(Collected data entries)
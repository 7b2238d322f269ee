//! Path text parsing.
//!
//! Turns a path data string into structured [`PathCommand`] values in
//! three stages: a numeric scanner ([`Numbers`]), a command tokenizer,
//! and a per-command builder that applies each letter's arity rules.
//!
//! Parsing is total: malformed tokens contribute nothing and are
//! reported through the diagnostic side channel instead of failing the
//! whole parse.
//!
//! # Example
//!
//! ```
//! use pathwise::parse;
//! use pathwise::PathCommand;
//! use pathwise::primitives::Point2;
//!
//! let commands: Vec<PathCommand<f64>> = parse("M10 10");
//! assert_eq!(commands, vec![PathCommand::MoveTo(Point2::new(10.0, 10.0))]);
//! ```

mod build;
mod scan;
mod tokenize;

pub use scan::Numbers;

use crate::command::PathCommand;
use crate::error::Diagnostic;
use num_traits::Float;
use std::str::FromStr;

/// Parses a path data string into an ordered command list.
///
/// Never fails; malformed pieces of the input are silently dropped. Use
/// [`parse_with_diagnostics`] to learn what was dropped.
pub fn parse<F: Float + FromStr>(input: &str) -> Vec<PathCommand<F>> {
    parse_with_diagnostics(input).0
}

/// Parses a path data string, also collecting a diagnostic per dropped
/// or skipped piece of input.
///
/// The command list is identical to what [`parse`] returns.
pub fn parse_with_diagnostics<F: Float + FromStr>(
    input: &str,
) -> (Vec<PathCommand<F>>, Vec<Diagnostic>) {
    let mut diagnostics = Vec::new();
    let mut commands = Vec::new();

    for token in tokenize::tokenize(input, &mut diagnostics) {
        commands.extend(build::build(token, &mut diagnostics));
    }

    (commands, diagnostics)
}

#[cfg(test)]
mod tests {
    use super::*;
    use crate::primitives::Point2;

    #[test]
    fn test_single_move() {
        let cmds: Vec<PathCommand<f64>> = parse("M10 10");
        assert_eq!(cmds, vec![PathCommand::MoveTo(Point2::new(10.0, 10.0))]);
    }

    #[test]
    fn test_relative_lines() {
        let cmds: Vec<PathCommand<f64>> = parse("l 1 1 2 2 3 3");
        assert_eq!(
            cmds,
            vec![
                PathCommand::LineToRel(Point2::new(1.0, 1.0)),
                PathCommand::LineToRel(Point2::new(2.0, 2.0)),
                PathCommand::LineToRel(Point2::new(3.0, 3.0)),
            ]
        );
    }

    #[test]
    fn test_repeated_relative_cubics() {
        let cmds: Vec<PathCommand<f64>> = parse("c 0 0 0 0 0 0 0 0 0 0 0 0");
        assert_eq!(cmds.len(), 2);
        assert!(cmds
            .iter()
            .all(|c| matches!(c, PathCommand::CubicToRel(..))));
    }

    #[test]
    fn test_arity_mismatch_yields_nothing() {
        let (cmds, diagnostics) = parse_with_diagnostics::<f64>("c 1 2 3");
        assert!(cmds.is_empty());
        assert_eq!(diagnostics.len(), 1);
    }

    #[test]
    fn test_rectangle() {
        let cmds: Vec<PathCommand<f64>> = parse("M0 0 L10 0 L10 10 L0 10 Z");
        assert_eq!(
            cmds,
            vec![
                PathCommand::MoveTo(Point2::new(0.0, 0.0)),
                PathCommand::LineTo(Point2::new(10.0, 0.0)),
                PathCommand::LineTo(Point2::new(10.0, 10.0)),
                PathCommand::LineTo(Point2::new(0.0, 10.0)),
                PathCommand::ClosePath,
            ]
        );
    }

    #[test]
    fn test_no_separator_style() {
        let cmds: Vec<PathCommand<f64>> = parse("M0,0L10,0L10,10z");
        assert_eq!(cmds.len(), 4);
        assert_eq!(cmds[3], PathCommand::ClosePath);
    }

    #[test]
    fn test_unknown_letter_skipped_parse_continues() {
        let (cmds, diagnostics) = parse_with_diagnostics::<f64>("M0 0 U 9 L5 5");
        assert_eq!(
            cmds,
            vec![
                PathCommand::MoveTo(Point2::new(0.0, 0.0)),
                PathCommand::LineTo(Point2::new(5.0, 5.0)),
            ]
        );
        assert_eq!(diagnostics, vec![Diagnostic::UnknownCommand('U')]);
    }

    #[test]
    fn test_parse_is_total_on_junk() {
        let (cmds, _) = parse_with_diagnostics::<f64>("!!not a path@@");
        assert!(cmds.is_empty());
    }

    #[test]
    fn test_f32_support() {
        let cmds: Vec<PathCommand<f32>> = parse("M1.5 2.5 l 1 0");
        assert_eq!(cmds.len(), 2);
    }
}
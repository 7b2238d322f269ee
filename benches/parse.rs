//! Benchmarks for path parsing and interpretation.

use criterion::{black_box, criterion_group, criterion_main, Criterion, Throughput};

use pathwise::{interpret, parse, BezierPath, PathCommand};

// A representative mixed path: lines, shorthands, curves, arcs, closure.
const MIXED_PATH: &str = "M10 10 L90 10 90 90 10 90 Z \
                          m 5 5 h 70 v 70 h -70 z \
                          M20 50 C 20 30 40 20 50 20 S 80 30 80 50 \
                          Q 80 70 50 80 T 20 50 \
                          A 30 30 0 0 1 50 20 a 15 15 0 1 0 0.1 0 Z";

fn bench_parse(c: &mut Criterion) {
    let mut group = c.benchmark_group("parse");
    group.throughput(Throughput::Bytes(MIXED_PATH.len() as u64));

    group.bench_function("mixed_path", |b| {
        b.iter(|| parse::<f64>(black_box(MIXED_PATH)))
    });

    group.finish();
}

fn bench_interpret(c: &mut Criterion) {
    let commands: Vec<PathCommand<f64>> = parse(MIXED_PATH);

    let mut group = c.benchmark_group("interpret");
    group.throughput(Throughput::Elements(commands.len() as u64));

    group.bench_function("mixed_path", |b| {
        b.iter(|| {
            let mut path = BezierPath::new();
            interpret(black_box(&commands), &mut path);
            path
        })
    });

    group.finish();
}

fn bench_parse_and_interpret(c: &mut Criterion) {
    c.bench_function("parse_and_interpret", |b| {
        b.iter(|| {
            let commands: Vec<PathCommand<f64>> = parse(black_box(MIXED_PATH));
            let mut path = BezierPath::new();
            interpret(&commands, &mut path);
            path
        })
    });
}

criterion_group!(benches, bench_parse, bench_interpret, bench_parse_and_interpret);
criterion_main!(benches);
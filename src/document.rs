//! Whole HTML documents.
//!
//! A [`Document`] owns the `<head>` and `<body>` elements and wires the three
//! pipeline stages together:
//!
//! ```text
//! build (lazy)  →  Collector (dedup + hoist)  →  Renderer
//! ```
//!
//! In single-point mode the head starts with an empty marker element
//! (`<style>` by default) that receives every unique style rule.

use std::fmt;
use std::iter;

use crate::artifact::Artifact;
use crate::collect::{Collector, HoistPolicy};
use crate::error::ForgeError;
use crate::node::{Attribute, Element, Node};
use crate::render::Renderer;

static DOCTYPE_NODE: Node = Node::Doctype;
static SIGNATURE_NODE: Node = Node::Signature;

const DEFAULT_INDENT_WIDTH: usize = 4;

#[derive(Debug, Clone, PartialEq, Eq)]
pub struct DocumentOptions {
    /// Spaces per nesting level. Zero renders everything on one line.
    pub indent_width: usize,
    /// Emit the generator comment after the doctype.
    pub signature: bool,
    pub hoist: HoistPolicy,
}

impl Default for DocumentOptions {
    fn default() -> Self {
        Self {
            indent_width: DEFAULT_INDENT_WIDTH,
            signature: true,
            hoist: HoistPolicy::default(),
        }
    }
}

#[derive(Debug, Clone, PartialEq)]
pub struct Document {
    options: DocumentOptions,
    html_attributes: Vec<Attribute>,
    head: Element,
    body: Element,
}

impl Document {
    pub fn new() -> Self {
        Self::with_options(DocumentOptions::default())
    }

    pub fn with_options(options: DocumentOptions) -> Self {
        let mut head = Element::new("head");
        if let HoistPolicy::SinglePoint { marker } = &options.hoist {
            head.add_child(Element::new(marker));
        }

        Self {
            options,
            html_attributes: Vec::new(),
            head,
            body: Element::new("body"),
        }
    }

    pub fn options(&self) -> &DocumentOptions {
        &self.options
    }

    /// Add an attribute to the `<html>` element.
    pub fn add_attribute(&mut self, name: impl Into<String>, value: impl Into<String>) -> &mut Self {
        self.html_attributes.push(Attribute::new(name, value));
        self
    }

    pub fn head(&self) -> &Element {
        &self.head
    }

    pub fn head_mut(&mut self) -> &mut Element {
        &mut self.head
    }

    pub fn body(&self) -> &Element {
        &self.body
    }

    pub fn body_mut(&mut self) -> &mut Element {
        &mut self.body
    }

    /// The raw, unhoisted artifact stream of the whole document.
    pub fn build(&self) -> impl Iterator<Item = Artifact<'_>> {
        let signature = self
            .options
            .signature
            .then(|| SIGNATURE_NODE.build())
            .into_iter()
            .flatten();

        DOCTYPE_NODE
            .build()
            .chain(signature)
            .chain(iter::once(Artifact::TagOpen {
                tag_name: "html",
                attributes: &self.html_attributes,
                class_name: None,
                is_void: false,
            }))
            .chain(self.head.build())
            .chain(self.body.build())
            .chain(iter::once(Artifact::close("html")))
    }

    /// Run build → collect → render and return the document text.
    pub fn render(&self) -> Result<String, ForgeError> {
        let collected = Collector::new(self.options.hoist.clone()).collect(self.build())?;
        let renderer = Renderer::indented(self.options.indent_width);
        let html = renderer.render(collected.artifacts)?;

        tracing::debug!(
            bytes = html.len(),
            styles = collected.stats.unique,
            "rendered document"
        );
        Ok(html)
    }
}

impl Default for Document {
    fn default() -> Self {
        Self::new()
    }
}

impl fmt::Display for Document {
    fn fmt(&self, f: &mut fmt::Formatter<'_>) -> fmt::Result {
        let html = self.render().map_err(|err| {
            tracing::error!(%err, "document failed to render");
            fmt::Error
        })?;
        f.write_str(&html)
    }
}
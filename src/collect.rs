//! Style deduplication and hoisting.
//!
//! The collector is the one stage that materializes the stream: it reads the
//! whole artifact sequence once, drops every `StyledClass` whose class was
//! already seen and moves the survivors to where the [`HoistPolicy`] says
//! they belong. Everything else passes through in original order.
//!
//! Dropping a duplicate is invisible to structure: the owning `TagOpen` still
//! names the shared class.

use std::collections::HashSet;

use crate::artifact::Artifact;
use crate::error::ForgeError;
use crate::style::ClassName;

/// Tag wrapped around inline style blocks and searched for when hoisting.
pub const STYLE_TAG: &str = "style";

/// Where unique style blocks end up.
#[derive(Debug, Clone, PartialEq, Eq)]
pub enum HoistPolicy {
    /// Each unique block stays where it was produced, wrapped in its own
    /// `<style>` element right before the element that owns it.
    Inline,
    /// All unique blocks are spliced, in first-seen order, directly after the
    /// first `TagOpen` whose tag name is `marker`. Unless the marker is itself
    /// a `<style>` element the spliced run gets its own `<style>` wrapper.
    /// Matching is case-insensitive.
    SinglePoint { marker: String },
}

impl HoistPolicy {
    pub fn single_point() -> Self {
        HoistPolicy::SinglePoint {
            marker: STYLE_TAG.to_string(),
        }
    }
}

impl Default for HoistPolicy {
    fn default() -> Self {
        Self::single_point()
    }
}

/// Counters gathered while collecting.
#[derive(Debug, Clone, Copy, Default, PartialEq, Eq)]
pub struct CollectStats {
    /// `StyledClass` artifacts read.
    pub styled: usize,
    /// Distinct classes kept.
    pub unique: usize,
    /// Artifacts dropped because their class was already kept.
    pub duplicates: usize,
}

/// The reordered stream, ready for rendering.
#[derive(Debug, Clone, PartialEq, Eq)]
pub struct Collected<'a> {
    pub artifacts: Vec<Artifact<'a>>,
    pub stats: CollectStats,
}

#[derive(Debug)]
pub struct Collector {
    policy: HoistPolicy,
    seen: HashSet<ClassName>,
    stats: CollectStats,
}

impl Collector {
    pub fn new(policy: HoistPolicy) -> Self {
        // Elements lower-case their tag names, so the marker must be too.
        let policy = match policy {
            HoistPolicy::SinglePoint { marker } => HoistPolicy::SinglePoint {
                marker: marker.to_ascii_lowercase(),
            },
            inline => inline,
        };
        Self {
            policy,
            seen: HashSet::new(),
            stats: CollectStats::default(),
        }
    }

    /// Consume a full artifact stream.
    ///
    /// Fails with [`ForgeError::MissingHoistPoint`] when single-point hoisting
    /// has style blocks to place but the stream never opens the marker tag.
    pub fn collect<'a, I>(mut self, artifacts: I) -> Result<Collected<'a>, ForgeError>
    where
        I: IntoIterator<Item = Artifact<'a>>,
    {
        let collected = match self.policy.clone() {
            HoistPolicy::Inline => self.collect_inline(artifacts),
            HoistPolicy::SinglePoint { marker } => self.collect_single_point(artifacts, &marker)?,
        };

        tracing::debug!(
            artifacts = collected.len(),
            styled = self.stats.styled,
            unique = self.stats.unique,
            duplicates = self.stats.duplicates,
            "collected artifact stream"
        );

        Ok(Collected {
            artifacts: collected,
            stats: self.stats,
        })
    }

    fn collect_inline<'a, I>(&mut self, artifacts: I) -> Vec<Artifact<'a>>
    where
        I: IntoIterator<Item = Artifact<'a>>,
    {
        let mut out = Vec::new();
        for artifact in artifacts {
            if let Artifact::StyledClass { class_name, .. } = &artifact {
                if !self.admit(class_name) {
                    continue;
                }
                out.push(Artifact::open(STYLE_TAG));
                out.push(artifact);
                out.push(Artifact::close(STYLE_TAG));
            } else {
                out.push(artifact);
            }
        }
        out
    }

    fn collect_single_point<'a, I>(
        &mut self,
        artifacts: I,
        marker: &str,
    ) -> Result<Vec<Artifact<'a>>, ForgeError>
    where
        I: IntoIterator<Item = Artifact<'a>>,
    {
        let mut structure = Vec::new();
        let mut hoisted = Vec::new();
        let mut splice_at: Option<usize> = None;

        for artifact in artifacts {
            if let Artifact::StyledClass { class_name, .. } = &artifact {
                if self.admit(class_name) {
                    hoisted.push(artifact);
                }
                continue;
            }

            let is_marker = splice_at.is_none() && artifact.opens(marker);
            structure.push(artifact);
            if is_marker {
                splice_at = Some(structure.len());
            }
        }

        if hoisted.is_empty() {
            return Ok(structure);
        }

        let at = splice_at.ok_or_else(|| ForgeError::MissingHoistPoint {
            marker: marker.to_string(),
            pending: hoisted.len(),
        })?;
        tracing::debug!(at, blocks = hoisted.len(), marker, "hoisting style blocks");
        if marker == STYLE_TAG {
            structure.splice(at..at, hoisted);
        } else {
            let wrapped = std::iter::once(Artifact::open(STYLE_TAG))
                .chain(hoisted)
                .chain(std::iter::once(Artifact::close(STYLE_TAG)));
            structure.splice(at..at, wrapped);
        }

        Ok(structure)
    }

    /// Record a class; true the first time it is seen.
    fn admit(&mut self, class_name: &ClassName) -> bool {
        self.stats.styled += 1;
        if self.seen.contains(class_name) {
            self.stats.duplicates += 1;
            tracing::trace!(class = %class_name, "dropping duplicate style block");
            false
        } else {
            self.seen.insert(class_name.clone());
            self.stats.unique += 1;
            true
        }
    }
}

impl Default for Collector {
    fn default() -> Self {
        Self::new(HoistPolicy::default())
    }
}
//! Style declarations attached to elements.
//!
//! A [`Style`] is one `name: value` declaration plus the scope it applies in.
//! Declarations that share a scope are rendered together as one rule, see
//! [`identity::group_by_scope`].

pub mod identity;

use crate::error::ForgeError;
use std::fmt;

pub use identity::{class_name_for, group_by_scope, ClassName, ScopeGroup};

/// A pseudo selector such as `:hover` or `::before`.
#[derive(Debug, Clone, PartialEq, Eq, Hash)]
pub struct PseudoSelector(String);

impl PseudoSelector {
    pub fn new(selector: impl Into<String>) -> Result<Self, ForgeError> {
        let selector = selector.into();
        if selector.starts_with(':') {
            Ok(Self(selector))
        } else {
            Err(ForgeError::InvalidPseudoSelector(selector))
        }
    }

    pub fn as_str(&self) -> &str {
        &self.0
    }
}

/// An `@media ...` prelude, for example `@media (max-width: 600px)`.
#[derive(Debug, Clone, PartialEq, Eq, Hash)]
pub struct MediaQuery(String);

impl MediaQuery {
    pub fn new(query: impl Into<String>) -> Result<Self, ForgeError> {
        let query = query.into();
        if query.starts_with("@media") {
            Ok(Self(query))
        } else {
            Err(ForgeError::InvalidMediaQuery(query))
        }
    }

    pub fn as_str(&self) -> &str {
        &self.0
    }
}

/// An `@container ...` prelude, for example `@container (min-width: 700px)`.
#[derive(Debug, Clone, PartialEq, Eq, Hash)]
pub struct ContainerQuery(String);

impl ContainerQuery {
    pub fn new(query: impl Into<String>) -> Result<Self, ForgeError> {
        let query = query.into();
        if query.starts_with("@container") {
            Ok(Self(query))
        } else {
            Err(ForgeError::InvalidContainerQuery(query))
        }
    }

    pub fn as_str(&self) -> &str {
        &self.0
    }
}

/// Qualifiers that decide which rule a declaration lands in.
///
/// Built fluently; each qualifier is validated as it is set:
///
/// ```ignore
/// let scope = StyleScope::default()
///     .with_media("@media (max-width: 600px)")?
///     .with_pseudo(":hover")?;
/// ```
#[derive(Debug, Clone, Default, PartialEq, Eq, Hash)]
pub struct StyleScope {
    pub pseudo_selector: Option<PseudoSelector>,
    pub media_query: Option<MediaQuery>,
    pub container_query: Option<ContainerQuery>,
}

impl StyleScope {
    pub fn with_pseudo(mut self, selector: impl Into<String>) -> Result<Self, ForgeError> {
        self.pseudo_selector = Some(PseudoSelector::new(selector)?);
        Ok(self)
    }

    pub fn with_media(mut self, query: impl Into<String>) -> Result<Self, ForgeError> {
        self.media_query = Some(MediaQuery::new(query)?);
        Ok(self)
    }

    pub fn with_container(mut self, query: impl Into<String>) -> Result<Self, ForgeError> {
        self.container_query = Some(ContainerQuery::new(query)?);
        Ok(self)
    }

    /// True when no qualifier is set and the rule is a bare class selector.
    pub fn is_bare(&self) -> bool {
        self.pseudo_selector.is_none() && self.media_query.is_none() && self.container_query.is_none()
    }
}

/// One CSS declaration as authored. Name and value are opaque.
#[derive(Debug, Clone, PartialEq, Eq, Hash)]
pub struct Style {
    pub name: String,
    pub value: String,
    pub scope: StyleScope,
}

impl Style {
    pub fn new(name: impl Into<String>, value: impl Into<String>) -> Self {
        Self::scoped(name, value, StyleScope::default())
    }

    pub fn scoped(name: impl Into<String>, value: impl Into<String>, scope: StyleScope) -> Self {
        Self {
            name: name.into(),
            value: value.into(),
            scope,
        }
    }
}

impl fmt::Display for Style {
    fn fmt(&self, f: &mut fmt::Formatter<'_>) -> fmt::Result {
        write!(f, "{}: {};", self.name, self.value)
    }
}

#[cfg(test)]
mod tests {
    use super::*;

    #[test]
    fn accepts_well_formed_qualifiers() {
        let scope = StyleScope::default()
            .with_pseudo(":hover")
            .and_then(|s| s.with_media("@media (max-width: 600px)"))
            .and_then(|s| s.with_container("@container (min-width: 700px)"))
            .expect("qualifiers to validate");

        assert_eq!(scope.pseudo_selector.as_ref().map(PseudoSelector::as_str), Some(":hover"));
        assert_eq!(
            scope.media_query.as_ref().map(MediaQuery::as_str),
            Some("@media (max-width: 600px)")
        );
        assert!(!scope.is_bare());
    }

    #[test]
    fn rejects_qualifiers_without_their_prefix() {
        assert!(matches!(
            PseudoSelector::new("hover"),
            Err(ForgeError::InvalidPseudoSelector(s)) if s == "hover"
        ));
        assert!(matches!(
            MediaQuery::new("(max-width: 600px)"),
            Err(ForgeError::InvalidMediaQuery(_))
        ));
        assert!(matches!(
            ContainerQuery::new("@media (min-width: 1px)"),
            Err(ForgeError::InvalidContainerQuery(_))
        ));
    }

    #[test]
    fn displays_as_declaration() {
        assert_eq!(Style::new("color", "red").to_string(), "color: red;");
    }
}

REQUIRED ACTION » Work out the number of lines in the records containing the word "identity". Write only that number.

RESULT » 3